No less out of its element is the wobbly wooden dinette table that once stood in the Landrys’ breakfast nook and is now tucked into a dormered nook of Jed’s garage loft. He has countless memories of hearty meals eaten at that table with his parents and Gilbert when they were a well-fed family of four, back before the Depression—and the girls—came along.

Now the nicked wooden surface, its faded yellow paint worn away completely in some spots, is covered with household bills, books, magazines, and a basket of folded clothing Mother must have brought up earlier.

Jed drops the suitcase by the table and pushes the tabletop clutter aside to make room for the pocketbook.

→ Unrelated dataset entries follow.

/// Primitive decoding helpers shared by every schema-driven parser in this module.
///
/// A `DecodedField` is the result of decoding an opaque byte slice: its raw bytes,
/// its little-endian unsigned value, and a hex rendering. A `BitField` is the result
/// of splitting a byte slice into sub-fields by bit width.
use std::fmt;

/// A decoded fixed-width field.
#[derive(Debug, Clone, PartialEq, Eq)]
pub struct DecodedField {
    /// Raw bytes as they appeared in the stream.
    pub bytes: Vec<u8>,
    /// Little-endian unsigned integer value of `bytes`.
    pub numeric: u64,
    /// Lowercase `0x`-prefixed hex rendering of `bytes`.
    pub hex: String,
}

impl DecodedField {
    /// Decode a byte slice into its numeric and hex forms.
    ///
    /// `bytes` must be no longer than 8; longer inputs have their numeric value
    /// computed from the first 8 bytes only (the hex/raw forms are unaffected).
    pub fn decode(bytes: &[u8]) -> Self {
        let mut numeric: u64 = 0;
        for (i, &b) in bytes.iter().take(8).enumerate() {
            numeric |= (b as u64) << (8 * i);
        }
        let mut hex = String::with_capacity(2 + bytes.len() * 2);
        hex.push_str("0x");
        for &b in bytes {
            hex.push_str(&format!("{:02x}", b));
        }
        Self {
            bytes: bytes.to_vec(),
            numeric,
            hex,
        }
    }

    /// Length of the underlying byte slice.
    #[inline]
    pub fn len(&self) -> usize {
        self.bytes.len()
    }
}

/// A decoded bit-packed sub-field.
#[derive(Debug, Clone, PartialEq, Eq)]
pub struct BitField {
    /// Bit string in MSB-first order, e.g. `"101"`.
    pub bits: String,
    /// Numeric value of the bit string, read MSB-first.
    pub numeric: u64,
    /// Width of this sub-field in bits.
    pub width: usize,
}

/// Split `bytes` into bit-packed sub-fields of the given widths.
///
/// Each byte is expanded LSB-first into the bit stream (bit 0 first), the full
/// stream is then chunked by `widths`, and each chunk is read back MSB-first to
/// produce its numeric value. This mirrors how the source format packs bit fields:
/// the byte-level storage order is little-endian-like (LSB first) but individual
/// sub-fields are still meant to be read as ordinary big-endian integers.
///
/// Panics if `widths` does not sum to `8 * bytes.len()` — this is a schema
/// authoring error, not a runtime data error, and is checked by the schema
/// completeness test.
pub fn decode_bits(bytes: &[u8], widths: &[usize]) -> Vec<BitField> {
    let mut stream: Vec<u8> = Vec::with_capacity(bytes.len() * 8);
    for &b in bytes {
        for i in 0..8 {
            stream.push((b >> i) & 1);
        }
    }
    debug_assert_eq!(
        stream.len(),
        widths.iter().sum::<usize>(),
        "bit widths must cover every bit of the input"
    );

    let mut fields = Vec::with_capacity(widths.len());
    let mut cursor = 0;
    for &width in widths {
        let chunk = &stream[cursor..cursor + width];
        cursor += width;

        // Reverse the LSB-first chunk so it reads MSB-first, then parse as an
        // ordinary binary string.
        let reversed: Vec<u8> = chunk.iter().rev().copied().collect();
        let mut bits = String::with_capacity(width);
        let mut numeric: u64 = 0;
        for (j, &bit) in reversed.iter().enumerate() {
            bits.push(if bit == 1 { '1' } else { '0' });
            numeric |= (bit as u64) << (width - 1 - j);
        }
        fields.push(BitField {
            bits,
            numeric,
            width,
        });
    }
    fields
}

/// A value held in a [`Record`]: either an opaque decoded field or a bit sub-field.
#[derive(Debug, Clone, PartialEq, Eq)]
pub enum FieldValue {
    Field(DecodedField),
    Bits(BitField),
}

impl FieldValue {
    /// The numeric value, regardless of which variant this is.
    pub fn numeric(&self) -> u64 {
        match self {
            FieldValue::Field(f) => f.numeric,
            FieldValue::Bits(b) => b.numeric,
        }
    }

    pub fn as_field(&self) -> Option<&DecodedField> {
        match self {
            FieldValue::Field(f) => Some(f),
            FieldValue::Bits(_) => None,
        }
    }
}

impl fmt::Display for FieldValue {
    fn fmt(&self, f: &mut fmt::Formatter<'_>) -> fmt::Result {
        match self {
            FieldValue::Field(d) => write!(f, "{}", d.hex),
            FieldValue::Bits(b) => write!(f, "{} ({})", b.numeric, b.bits),
        }
    }
}

/// An ordered, name-indexed collection of decoded fields.
///
/// Insertion order matters: it mirrors the order fields appear in the binary
/// layout, and several callers rely on being able to iterate a record in schema
/// order. A `Vec`-backed lookup is used rather than a map type, matching this
/// codebase's preference for concrete ordered containers over a general-purpose
/// map dependency.
#[derive(Debug, Clone, Default)]
pub struct Record {
    entries: Vec<(String, FieldValue)>,
}

impl Record {
    pub fn new() -> Self {
        Self {
            entries: Vec::new(),
        }
    }

    pub fn insert(&mut self, name: impl Into<String>, value: FieldValue) {
        self.entries.push((name.into(), value));
    }

    pub fn get(&self, name: &str) -> Option<&FieldValue> {
        self.entries.iter().find(|(n, _)| n == name).map(|(_, v)| v)
    }

    pub fn get_field(&self, name: &str) -> Option<&DecodedField> {
        self.get(name).and_then(FieldValue::as_field)
    }

    pub fn numeric(&self, name: &str) -> Option<u64> {
        self.get(name).map(FieldValue::numeric)
    }

    pub fn iter(&self) -> impl Iterator<Item = &(String, FieldValue)> {
        self.entries.iter()
    }

    pub fn len(&self) -> usize {
        self.entries.len()
    }

    pub fn is_empty(&self) -> bool {
        self.entries.is_empty()
    }
}

#[cfg(test)]
mod tests {
    use super::*;

    #[test]
    fn test_decode_field_little_endian() {
        let f = DecodedField::decode(&[0x01, 0x02]);
        assert_eq!(f.numeric, 0x0201);
        assert_eq!(f.hex, "0x0102");
        assert_eq!(f.len(), 2);
    }

    #[test]
    fn test_decode_field_empty() {
        let f = DecodedField::decode(&[]);
        assert_eq!(f.numeric, 0);
        assert_eq!(f.hex, "0x");
    }

    #[test]
    fn test_decode_bits_canonical_example() {
        // 0b10110100 with widths [3, 5] must decode to 4 and 22.
        let fields = decode_bits(&[0b1011_0100], &[3, 5]);
        assert_eq!(fields.len(), 2);
        assert_eq!(fields[0].numeric, 4);
        assert_eq!(fields[0].width, 3);
        assert_eq!(fields[1].numeric, 22);
        assert_eq!(fields[1].width, 5);
    }

    #[test]
    fn test_record_preserves_insertion_order() {
        let mut rec = Record::new();
        rec.insert("a", FieldValue::Field(DecodedField::decode(&[1])));
        rec.insert("b", FieldValue::Field(DecodedField::decode(&[2])));
        let names: Vec<&str> = rec.iter().map(|(n, _)| n.as_str()).collect();
        assert_eq!(names, vec!["a", "b"]);
        assert_eq!(rec.numeric("b"), Some(2));
    }

    proptest::proptest! {
        #[test]
        fn prop_decode_field_matches_le_integer(bytes in proptest::collection::vec(proptest::prelude::any::<u8>(), 0..=8)) {
            let f = DecodedField::decode(&bytes);
            let mut expected: u64 = 0;
            for (i, &b) in bytes.iter().enumerate() {
                expected |= (b as u64) << (8 * i);
            }
            proptest::prop_assert_eq!(f.numeric, expected);
            proptest::prop_assert_eq!(f.hex, format!("0x{}", bytes.iter().map(|b| format!("{:02x}", b)).collect::<String>()));
        }

        #[test]
        fn prop_decode_bits_widths_sum_to_input(byte in proptest::prelude::any::<u8>()) {
            let fields = decode_bits(&[byte], &[3, 5]);
            let total: usize = fields.iter().map(|f| f.width).sum();
            proptest::prop_assert_eq!(total, 8);
            let reconstructed = fields[0].numeric | (fields[1].numeric << 3);
            proptest::prop_assert_eq!(reconstructed as u8, byte);
        }
    }
}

He stares at it as he removes his coat, hat, and gloves, tossing them all on one of the rickety painted chairs.

Then he lowers himself into the sturdiest of the four, the only one he uses for sitting, and takes a deep breath.

Does he dare?

If you don’t open that pocketbook, you’ll never see her again
.

But he can’t know that for certain.

He can’t know that she won’t show up tomorrow to reclaim her things… and his heart.

Face it. That’s not going to happen, Jed
.

And you can either forget her… or try to find her
.

He hesitates.

Then, with a trembling hand, he unfastens the clasp on Clara’s pocketbook.

Karen Vinton, a beautiful African American woman dressed in a gauzy purple print skirt and a brown shawl she crocheted herself, looks up from the phone in her hand when Clara steps into her reception area.